Saturday, 14 February 2015

New Darwinian Story: Darwin’s Finches’ Gene May Explain the Shape of Human Faces

Image courtesy of John Gould, via Wikipedia.

Joel Kontinen

It’s not difficult to understand why Darwinian stories are so fascinating. While they are often more or less fact free and mutually contradictory, there’s no shortage of them.

A new story features Darwin’s finches. For many decades they have served as icons of evolution. The most obvious reason for their inclusion in this club is a dire scarcity of animals that have changed – at least to some extent. However, the changes have been temporary.

Recently, researchers sequenced the genomes of 120 individual finches. According to a report in Science, they found out that Medium ground finches (Geospiza fortis) had “different versions of [the gene] ALX1 depending on their beak's exact shape.”
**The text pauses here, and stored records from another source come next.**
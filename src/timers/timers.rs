use std::collections::HashMap;
use std::io::Write;
use std::ops::{Deref, DerefMut};
use std::time::{Duration, Instant};

#[derive(Debug, Default)]
struct InnerTimer {
    start: Option<Instant>,
    elapsed: Duration,
    subtimers: SubTimersMap,
}

impl InnerTimer {
    fn reset(&mut self) {
        self.start = None;
        self.elapsed = Duration::ZERO;
        self.subtimers.clear();
    }

    fn start(&mut self) {
        self.start = Some(Instant::now());
    }

    fn stop(&mut self) {
        if let Some(instant) = self.start.take() {
            self.elapsed += instant.elapsed();
        }
    }

    fn suspend(&mut self) {
        //bank the running time of an active timer
        //and of everything below it
        if let Some(instant) = self.start {
            self.elapsed += instant.elapsed();
            self.subtimers.suspend();
        }
    }

    fn resume(&mut self) {
        if self.start.is_some() {
            self.start = Some(Instant::now());
            self.subtimers.resume();
        }
    }
}

#[derive(Debug, Default)]
struct SubTimersMap(HashMap<&'static str, InnerTimer>);

impl Deref for SubTimersMap {
    type Target = HashMap<&'static str, InnerTimer>;
    fn deref(&self) -> &Self::Target {
        &self.0
    }
}
impl DerefMut for SubTimersMap {
    fn deref_mut(&mut self) -> &mut Self::Target {
        &mut self.0
    }
}

impl SubTimersMap {
    fn suspend(&mut self) {
        self.values_mut().for_each(|t| t.suspend());
    }

    fn resume(&mut self) {
        self.values_mut().for_each(|t| t.resume());
    }

    fn total_time(&self) -> Duration {
        self.values().map(|t| t.elapsed).sum()
    }

    fn write_to(&self, out: &mut dyn Write, depth: usize) -> std::io::Result<()> {
        // sorted by key so that output is reproducible
        let mut keys: Vec<_> = self.keys().collect();
        keys.sort();
        for key in keys {
            let t = &self[key];
            writeln!(out, "{:indent$}{} : {:?}", "", key, t.elapsed, indent = 4 * depth)?;
            t.subtimers.write_to(out, depth + 1)?;
        }
        Ok(())
    }
}

/// Nested timers, keyed by phase name.   A timer started while
/// another is running is recorded as its child.
#[derive(Default, Debug)]
pub(crate) struct Timers {
    stack: Vec<&'static str>,
    subtimers: SubTimersMap,
}

impl Timers {
    fn active_map(&mut self) -> &mut SubTimersMap {
        let mut map = &mut self.subtimers;
        for key in self.stack.iter() {
            map = &mut map.entry(*key).or_default().subtimers;
        }
        map
    }

    pub(crate) fn reset_timer(&mut self, key: &'static str) {
        self.subtimers.entry(key).or_default().reset();
    }

    pub(crate) fn start_as_current(&mut self, key: &'static str) {
        self.active_map().entry(key).or_default().start();
        self.stack.push(key);
    }

    pub(crate) fn stop_current(&mut self) {
        if let Some(key) = self.stack.pop() {
            if let Some(t) = self.active_map().get_mut(key) {
                t.stop();
            }
        }
    }

    //Used for notimeit!
    pub(crate) fn suspend(&mut self) {
        self.subtimers.suspend();
    }

    pub(crate) fn resume(&mut self) {
        self.subtimers.resume();
    }

    pub(crate) fn total_time(&self) -> Duration {
        self.subtimers.total_time()
    }

    /// Accumulated time of a top level timer, if it exists
    #[cfg(test)]
    pub(crate) fn elapsed(&self, key: &'static str) -> Option<Duration> {
        self.subtimers.get(key).map(|t| t.elapsed)
    }

    pub(crate) fn write_to(&self, out: &mut dyn Write) -> std::io::Result<()> {
        self.subtimers.write_to(out, 0)
    }
}

macro_rules! timeit {
    ($timer:ident => $key:literal; $($tt:tt)+) => {

        $timer.start_as_current($key);
        $(
            $tt
        )+
        $timer.stop_current();
    }
}
pub(crate) use timeit;

macro_rules! notimeit {
    ($timer:ident; $($tt:tt)+) => {

        $timer.suspend();
        $(
            $tt
        )+
        $timer.resume();
    }
}
pub(crate) use notimeit;

#[test]
fn test_timers_nesting() {
    let mut timers = Timers::default();

    timeit! {timers => "outer"; {
        timeit! {timers => "inner"; {
            std::thread::sleep(Duration::from_millis(2));
        }}
        notimeit! {timers; {
            std::thread::sleep(Duration::from_millis(2));
        }}
    }}

    let outer = timers.elapsed("outer").unwrap();
    assert!(outer >= Duration::from_millis(2));
    assert_eq!(timers.total_time(), outer);
    assert!(timers.elapsed("inner").is_none());

    let mut buf: Vec<u8> = Vec::new();
    timers.write_to(&mut buf).unwrap();
    let text = String::from_utf8(buf).unwrap();
    assert!(text.starts_with("outer : "));
    assert!(text.contains("\n    inner : "));

    timers.reset_timer("outer");
    assert_eq!(timers.elapsed("outer"), Some(Duration::ZERO));
}
use super::{FloatT, VectorMath};
use itertools::izip;
use std::iter::zip;

impl<T: FloatT> VectorMath for [T] {
    type T = T;
    fn copy_from(&mut self, src: &[T]) -> &mut Self {
        self.copy_from_slice(src);
        self
    }

    fn set(&mut self, c: T) -> &mut Self {
        self.fill(c);
        self
    }

    fn scale(&mut self, c: T) -> &mut Self {
        self.iter_mut().for_each(|x| *x *= c);
        self
    }

    fn negate(&mut self) -> &mut Self {
        self.iter_mut().for_each(|x| *x = -*x);
        self
    }

    fn normalize(&mut self) -> T {
        let norm = self.norm();
        if norm == T::zero() {
            return T::zero();
        }
        self.scale(norm.recip());
        norm
    }

    fn dot(&self, y: &[T]) -> T {
        assert_eq!(self.len(), y.len());
        accumulate_pairwise(zip(self, y), |(&x, &y)| x * y)
    }

    fn dist(&self, y: &Self) -> T {
        assert_eq!(self.len(), y.len());
        let dist2 = accumulate_pairwise(zip(self, y), |(&x, &y)| T::powi(x - y, 2));
        T::sqrt(dist2)
    }

    fn sumsq(&self) -> T {
        self.dot(self)
    }

    fn norm(&self) -> T {
        T::sqrt(self.sumsq())
    }

    fn norm_inf(&self) -> T {
        let mut out = T::zero();
        for v in self.iter().map(|v| v.abs()) {
            if v.is_nan() {
                return T::nan();
            }
            out = if v > out { v } else { out };
        }
        out
    }

    // max absolute difference (used for unit testing)
    fn norm_inf_diff(&self, b: &[T]) -> T {
        zip(self, b).fold(T::zero(), |acc, (x, y)| T::max(acc, T::abs(*x - *y)))
    }

    fn axpby(&mut self, a: T, x: &[T], b: T) -> &mut Self {
        assert_eq!(self.len(), x.len());

        zip(&mut *self, x).for_each(|(y, x)| *y = a * (*x) + b * (*y));
        self
    }

    fn waxpby(&mut self, a: T, x: &[T], b: T, y: &[T]) -> &mut Self {
        assert_eq!(self.len(), x.len());
        assert_eq!(self.len(), y.len());

        for (w, x, y) in izip!(&mut *self, x, y) {
            *w = a * (*x) + b * (*y);
        }
        self
    }
}

// ---------------------------------------------------------------------
// pairwise accumulation for sums and dot products.  Keeps the rounding
// error of long Lanczos inner products at O(log n) rather than O(n)

fn accumulate_pairwise<T, I, A, F>(x: I, op: F) -> T
where
    T: FloatT,
    I: IntoIterator<Item = A> + Clone,
    I::IntoIter: ExactSizeIterator,
    F: Fn(A) -> T,
{
    const BASE_CASE_DIM: usize = 32;

    let n = x.clone().into_iter().len();
    return if n == 0 {
        T::zero()
    } else {
        inner(x, &op, 0, n)
    };

    fn inner<T, I, A, F>(x: I, op: &F, i1: usize, n: usize) -> T
    where
        T: FloatT,
        I: IntoIterator<Item = A> + Clone,
        I::IntoIter: ExactSizeIterator,
        F: Fn(A) -> T,
    {
        if n < BASE_CASE_DIM {
            x.into_iter()
                .skip(i1)
                .take(n)
                .fold(T::zero(), |acc, x| acc + op(x))
        } else {
            let n2 = n / 2;
            inner(x.clone(), op, i1, n2) + inner(x, op, i1 + n2, n - n2)
        }
    }
}

#[test]
fn test_dot_product() {
    let x = vec![1., 2., 3., 4.];
    let y = vec![4., 5., 6., 7.];
    assert_eq!(x.dot(&y), 60.);
}

#[test]
fn test_pairwise_dot_long() {
    // long enough to exercise the recursive branch
    let n = 1000usize;
    let x: Vec<f64> = (0..n).map(|i| (i % 7) as f64).collect();
    let y = vec![2.0; n];
    let naive: f64 = x.iter().map(|v| 2.0 * v).sum();
    assert_eq!(x.dot(&y), naive);
}

#[test]
fn test_axpby_normalize() {
    let mut y = vec![1., 1., 1., 1.];
    let x = vec![1., 2., 3., 4.];
    y.axpby(2.0, &x, -1.0);
    assert_eq!(y, vec![1., 3., 5., 7.]);

    let mut v = vec![3., 0., 4.];
    let nrm = v.normalize();
    assert_eq!(nrm, 5.);
    assert!(v.norm_inf_diff(&[0.6, 0., 0.8]) < 1e-15);

    let mut z = vec![0.0; 3];
    assert_eq!(z.normalize(), 0.0);
}
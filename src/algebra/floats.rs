#![allow(non_snake_case)]
use num_traits::{Float, FloatConst, FromPrimitive, NumAssign};
use std::fmt::{Debug, Display, LowerExp};

/// Main trait for floating point types used in the eigensolver.
///
/// All floating point calculations are represented internally on values
/// implementing the `FloatT` trait.  Implementations are provided for any
/// type satisfying the trait bounds below, which in practice means f32 and
/// f64.
///
/// `FloatT` relies on [`num_traits`](num_traits) for most of its constituent trait bounds.
pub trait FloatT:
    'static
    + Send
    + Sync
    + Float
    + FloatConst
    + NumAssign
    + Default
    + FromPrimitive
    + Display
    + LowerExp
    + Debug
    + Sized
{
}

impl<T> FloatT for T where
    T: 'static
        + Send
        + Sync
        + Float
        + FloatConst
        + NumAssign
        + Default
        + FromPrimitive
        + Display
        + LowerExp
        + Debug
        + Sized
{
}

/// Trait for converting Rust primitives to [`FloatT`](crate::algebra::FloatT)
///
/// Implemented on f32/64, u32/64 and usize.  Used internally for converting
/// constant primitives and dimensions to [`FloatT`](crate::algebra::FloatT),
/// and by the [user settings](crate::solver::EigsSettings) for defaults.

// NB: lets us write (2.0).as_T() on constants rather
// than T::from_f32(2.0).unwrap() everywhere
pub trait AsFloatT<T>: 'static {
    fn as_T(&self) -> T;
}

macro_rules! impl_as_FloatT {
    ($ty:ty, $ident:ident) => {
        impl<T> AsFloatT<T> for $ty
        where
            T: std::ops::Mul<T, Output = T> + FromPrimitive + 'static,
        {
            #[inline]
            fn as_T(&self) -> T {
                T::$ident(*self).unwrap()
            }
        }
    };
}
impl_as_FloatT!(u32, from_u32);
impl_as_FloatT!(u64, from_u64);
impl_as_FloatT!(usize, from_usize);
impl_as_FloatT!(f32, from_f32);
impl_as_FloatT!(f64, from_f64);
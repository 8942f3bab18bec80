//! Matrix operators consumed by the eigensolvers.
//!
//! The solvers never see matrices directly.  They interact only with
//! objects implementing the operator traits defined here:
//!
//! * [`MatProd`] : the product `y = B*x` with a symmetric matrix,
//! * [`ShiftSolve`] : the solve `y = (A - σB)⁻¹x` for a shift `σ` fixed
//!   once by [`set_shift`](ShiftSolve::set_shift),
//! * [`LinearOperator`] : the operator `OP` the Krylov iteration is run on.
//!
//! Dense and sparse implementations of the first two are provided, along
//! with the composite shift-and-invert operator
//! [`ShiftInvertOp`] `= (A - σB)⁻¹B`.

use crate::algebra::{FloatT, SparseFormatError};
use thiserror::Error;

mod dense;
mod identity;
mod shift_invert;
mod shift_solve;
mod sparse;

pub use dense::*;
pub use identity::*;
pub use shift_invert::*;
pub use shift_solve::*;
pub use sparse::*;

/// Error type returned by operator construction and application.
#[derive(Error, Debug, Clone, PartialEq, Eq)]
pub enum OperatorError {
    #[error("Operator dimension mismatch: expected {expected}, found {found}")]
    /// Operand length or operator dimensions do not agree
    IncompatibleDimension { expected: usize, found: usize },
    #[error("Shift-solve operator applied before a shift was set")]
    /// [`ShiftSolve::apply`] was called before [`ShiftSolve::set_shift`]
    ShiftNotSet,
    #[error("Shifted matrix is singular (zero pivot at column {column})")]
    /// The shift coincides (numerically) with an eigenvalue
    SingularShift { column: usize },
    #[error("Sparse LDL factorization without pivoting broke down at column {column}")]
    /// A zero pivot in the unpivoted sparse factorization, which need not
    /// mean that the shifted matrix is singular
    PivotBreakdown { column: usize },
    #[error("Sparse LDL factorization requires sparse matrix inputs")]
    /// A sparse factorization was requested for dense data
    SparseInputRequired,
    #[error("Bad matrix format: {0}")]
    /// Sparse input data is malformed or not upper triangular
    Format(#[from] SparseFormatError),
    #[error("Factorization failed: {0}")]
    /// Any other failure of the underlying factorization
    Factorization(String),
    #[error("Operator failure: {0}")]
    /// Failure reported by a user supplied operator
    Failure(String),
}

/// Product `y = B*x` with a symmetric matrix `B`.
pub trait MatProd<T: FloatT> {
    /// dimension `n` of the (square) operator
    fn dim(&self) -> usize;

    /// Computes `y = B*x`.  Both slices have length `dim()`.
    fn apply(&self, x: &[T], y: &mut [T]) -> Result<(), OperatorError>;
}

impl<T: FloatT, M: MatProd<T> + ?Sized> MatProd<T> for &M {
    fn dim(&self) -> usize {
        (**self).dim()
    }
    fn apply(&self, x: &[T], y: &mut [T]) -> Result<(), OperatorError> {
        (**self).apply(x, y)
    }
}

/// Solve `y = (A - σB)⁻¹x` for a shift `σ` fixed by `set_shift`.
///
/// Implementations typically factor `A - σB` once in `set_shift` and
/// reuse the factors in every `apply`.  Calling `apply` before `set_shift`
/// must fail with [`OperatorError::ShiftNotSet`].
pub trait ShiftSolve<T: FloatT> {
    /// dimension `n` of the (square) operator
    fn dim(&self) -> usize;

    /// Fixes the shift `σ`.  Fails if `A - σB` can not be factored.
    fn set_shift(&mut self, sigma: T) -> Result<(), OperatorError>;

    /// Computes `y = (A - σB)⁻¹x`
    fn apply(&mut self, x: &[T], y: &mut [T]) -> Result<(), OperatorError>;
}

/// The operator `OP` a Krylov eigensolver iterates on.
pub trait LinearOperator<T: FloatT> {
    fn dim(&self) -> usize;

    /// Computes `y = OP*x`
    fn apply(&mut self, x: &[T], y: &mut [T]) -> Result<(), OperatorError>;
}

#[inline]
pub(crate) fn check_operand_dims<T>(n: usize, x: &[T], y: &[T]) -> Result<(), OperatorError> {
    for len in [x.len(), y.len()] {
        if len != n {
            return Err(OperatorError::IncompatibleDimension {
                expected: n,
                found: len,
            });
        }
    }
    Ok(())
}
/// Common dimension queries for the crate's matrix types
pub trait ShapedMatrix {
    fn nrows(&self) -> usize;
    fn ncols(&self) -> usize;
    fn size(&self) -> (usize, usize) {
        (self.nrows(), self.ncols())
    }
    fn is_square(&self) -> bool {
        self.nrows() == self.ncols()
    }
}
In humans, mutations in the gene ALX1 “have been linked to frontonasal dysplasia, a birth defect that can range in severity from distinctly wide features or a cleft palate to more serious skull and brain malformations.”

Next, the storytelling takes off: “The researchers hypothesize that smaller variations in ALX1 could be responsible for the diversity of face shapes among people.”

This is not the first time evolutionists have seen human facial features in animals. Two years ago, when researchers discovered Entelognathus primordialis, a fish fossil assumed to be over 400 million years old, they believed they saw hints of a human face in it.

Few evolutionists ever see the circular reasoning in all of this. The only “proof” for this is that since according to Darwinian ideology, we evolved from fish, we should have traits that fish have.

In other words, ideology determines the outcome.


Williams, Sarah C. P. 2015. Genomes of Darwin’s finches may explain the shape of human faces. Science (11 February).